◆ **Brief**
Give the records again, every one, exactly.

◆ **Given data**
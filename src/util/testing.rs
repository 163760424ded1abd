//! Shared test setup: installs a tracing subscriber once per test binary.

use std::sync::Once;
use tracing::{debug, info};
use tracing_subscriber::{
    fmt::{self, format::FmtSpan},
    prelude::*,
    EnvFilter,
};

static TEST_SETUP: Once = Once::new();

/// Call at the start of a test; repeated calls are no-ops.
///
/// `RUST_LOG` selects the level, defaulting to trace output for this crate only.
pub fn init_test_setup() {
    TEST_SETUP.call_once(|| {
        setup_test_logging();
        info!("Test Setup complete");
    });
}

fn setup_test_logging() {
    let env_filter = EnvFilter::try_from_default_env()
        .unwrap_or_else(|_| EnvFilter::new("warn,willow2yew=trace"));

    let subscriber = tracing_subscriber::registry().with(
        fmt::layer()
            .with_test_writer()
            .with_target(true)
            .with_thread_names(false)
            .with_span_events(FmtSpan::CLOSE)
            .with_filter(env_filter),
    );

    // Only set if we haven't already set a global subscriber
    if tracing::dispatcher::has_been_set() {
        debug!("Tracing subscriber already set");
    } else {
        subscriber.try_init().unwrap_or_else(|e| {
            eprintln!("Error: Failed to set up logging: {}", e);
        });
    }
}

◆ **Result below**
filename src/util/testing.rs
repository 163760424ded1abd
//! Shared test setup: installs a tracing subscriber once per test binary.

use std::sync::Once;
use tracing::{debug, info};
use tracing_subscriber::{
    fmt::{self, format::FmtSpan},
    prelude::*,
    EnvFilter,
};

static TEST_SETUP: Once = Once::new();

/// Call at the start of a test; repeated calls are no-ops.
///
/// `RUST_LOG` selects the level, defaulting to trace output for this crate only.
pub fn init_test_setup() {
    TEST_SETUP.call_once(|| {
        setup_test_logging();
        info!("Test Setup complete");
    });
}

fn setup_test_logging() {
    let env_filter = EnvFilter::try_from_default_env()
        .unwrap_or_else(|_| EnvFilter::new("warn,willow2yew=trace"));

    let subscriber = tracing_subscriber::registry().with(
        fmt::layer()
            .with_test_writer()
            .with_target(true)
            .with_thread_names(false)
            .with_span_events(FmtSpan::CLOSE)
            .with_filter(env_filter),
    );

    // Only set if we haven't already set a global subscriber
    if tracing::dispatcher::has_been_set() {
        debug!("Tracing subscriber already set");
    } else {
        subscriber.try_init().unwrap_or_else(|e| {
            eprintln!("Error: Failed to set up logging: {}", e);
        });
    }
}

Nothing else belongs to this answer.